%%
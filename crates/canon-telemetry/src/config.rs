//! Telemetry configuration from environment variables.

use std::env;

/// Configuration for logging and metrics.
#[derive(Debug, Clone)]
pub struct TelemetryConfig {
    /// Service name attached to every log line
    pub service_name: String,

    /// Log level filter (trace, debug, info, warn, error) or full EnvFilter directive
    pub log_level: String,

    /// Whether to enable console output (for development)
    pub console_output: bool,

    /// Whether to enable JSON formatted logs
    pub json_logs: bool,

    /// Prometheus metrics port
    pub metrics_port: u16,

    /// Network identifier (testnet, mainnet, devnet)
    pub network: String,
}

impl Default for TelemetryConfig {
    fn default() -> Self {
        Self {
            service_name: "canon-node".to_string(),
            log_level: "info".to_string(),
            console_output: true,
            json_logs: false,
            metrics_port: 9100,
            network: "testnet".to_string(),
        }
    }
}

impl TelemetryConfig {
    /// Create configuration from environment variables.
    ///
    /// # Environment Variables
    ///
    /// - `CANON_SERVICE_NAME`: Service name (default: canon-node)
    /// - `CANON_LOG_LEVEL` or `RUST_LOG`: Log level (default: info)
    /// - `CANON_CONSOLE_OUTPUT`: Enable console output (default: true)
    /// - `CANON_JSON_LOGS`: Enable JSON logs (default: false in dev, true in containers)
    /// - `CANON_METRICS_PORT`: Prometheus metrics port (default: 9100)
    /// - `CANON_NETWORK`: Network name (default: testnet)
    pub fn from_env() -> Self {
        let is_container =
            env::var("KUBERNETES_SERVICE_HOST").is_ok() || env::var("DOCKER_CONTAINER").is_ok();

        Self {
            service_name: env::var("CANON_SERVICE_NAME")
                .unwrap_or_else(|_| "canon-node".to_string()),

            log_level: env::var("CANON_LOG_LEVEL")
                .or_else(|_| env::var("RUST_LOG"))
                .unwrap_or_else(|_| "info".to_string()),

            console_output: env::var("CANON_CONSOLE_OUTPUT")
                .map(|v| v.to_lowercase() != "false" && v != "0")
                .unwrap_or(true),

            json_logs: env::var("CANON_JSON_LOGS")
                .map(|v| v.to_lowercase() == "true" || v == "1")
                .unwrap_or(is_container),

            metrics_port: env::var("CANON_METRICS_PORT")
                .ok()
                .and_then(|v| v.parse().ok())
                .unwrap_or(9100),

            network: env::var("CANON_NETWORK").unwrap_or_else(|_| "testnet".to_string()),
        }
    }

    /// Service name qualified with the network, e.g. `canon-node-testnet`.
    pub fn full_service_name(&self) -> String {
        format!("{}-{}", self.service_name, self.network)
    }
}

#[cfg(test)]
mod tests {
    use super::*;

    #[test]
    fn test_default_config() {
        let config = TelemetryConfig::default();
        assert_eq!(config.service_name, "canon-node");
        assert_eq!(config.log_level, "info");
        assert_eq!(config.metrics_port, 9100);
        assert!(!config.json_logs);
    }

    #[test]
    fn test_full_service_name() {
        let mut config = TelemetryConfig::default();
        assert_eq!(config.full_service_name(), "canon-node-testnet");

        config.network = "mainnet".to_string();
        assert_eq!(config.full_service_name(), "canon-node-mainnet");
    }
}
%%
• _INSTRUCTIONS FOR THE TASK_: The complete data above is to be written out again as it stands.

• _RESPONSE_:
filename crates/canon-telemetry/src/config.rs
//! Telemetry configuration from environment variables.

use std::env;

/// Configuration for logging and metrics.
#[derive(Debug, Clone)]
pub struct TelemetryConfig {
    /// Service name attached to every log line
    pub service_name: String,

    /// Log level filter (trace, debug, info, warn, error) or full EnvFilter directive
    pub log_level: String,

    /// Whether to enable console output (for development)
    pub console_output: bool,

    /// Whether to enable JSON formatted logs
    pub json_logs: bool,

    /// Prometheus metrics port
    pub metrics_port: u16,

    /// Network identifier (testnet, mainnet, devnet)
    pub network: String,
}

impl Default for TelemetryConfig {
    fn default() -> Self {
        Self {
            service_name: "canon-node".to_string(),
            log_level: "info".to_string(),
            console_output: true,
            json_logs: false,
            metrics_port: 9100,
            network: "testnet".to_string(),
        }
    }
}

impl TelemetryConfig {
    /// Create configuration from environment variables.
    ///
    /// # Environment Variables
    ///
    /// - `CANON_SERVICE_NAME`: Service name (default: canon-node)
    /// - `CANON_LOG_LEVEL` or `RUST_LOG`: Log level (default: info)
    /// - `CANON_CONSOLE_OUTPUT`: Enable console output (default: true)
    /// - `CANON_JSON_LOGS`: Enable JSON logs (default: false in dev, true in containers)
    /// - `CANON_METRICS_PORT`: Prometheus metrics port (default: 9100)
    /// - `CANON_NETWORK`: Network name (default: testnet)
    pub fn from_env() -> Self {
        let is_container =
            env::var("KUBERNETES_SERVICE_HOST").is_ok() || env::var("DOCKER_CONTAINER").is_ok();

        Self {
            service_name: env::var("CANON_SERVICE_NAME")
                .unwrap_or_else(|_| "canon-node".to_string()),

            log_level: env::var("CANON_LOG_LEVEL")
                .or_else(|_| env::var("RUST_LOG"))
                .unwrap_or_else(|_| "info".to_string()),

            console_output: env::var("CANON_CONSOLE_OUTPUT")
                .map(|v| v.to_lowercase() != "false" && v != "0")
                .unwrap_or(true),

            json_logs: env::var("CANON_JSON_LOGS")
                .map(|v| v.to_lowercase() == "true" || v == "1")
                .unwrap_or(is_container),

            metrics_port: env::var("CANON_METRICS_PORT")
                .ok()
                .and_then(|v| v.parse().ok())
                .unwrap_or(9100),

            network: env::var("CANON_NETWORK").unwrap_or_else(|_| "testnet".to_string()),
        }
    }

    /// Service name qualified with the network, e.g. `canon-node-testnet`.
    pub fn full_service_name(&self) -> String {
        format!("{}-{}", self.service_name, self.network)
    }
}

#[cfg(test)]
mod tests {
    use super::*;

    #[test]
    fn test_default_config() {
        let config = TelemetryConfig::default();
        assert_eq!(config.service_name, "canon-node");
        assert_eq!(config.log_level, "info");
        assert_eq!(config.metrics_port, 9100);
        assert!(!config.json_logs);
    }

    #[test]
    fn test_full_service_name() {
        let mut config = TelemetryConfig::default();
        assert_eq!(config.full_service_name(), "canon-node-testnet");

        config.network = "mainnet".to_string();
        assert_eq!(config.full_service_name(), "canon-node-mainnet");
    }
}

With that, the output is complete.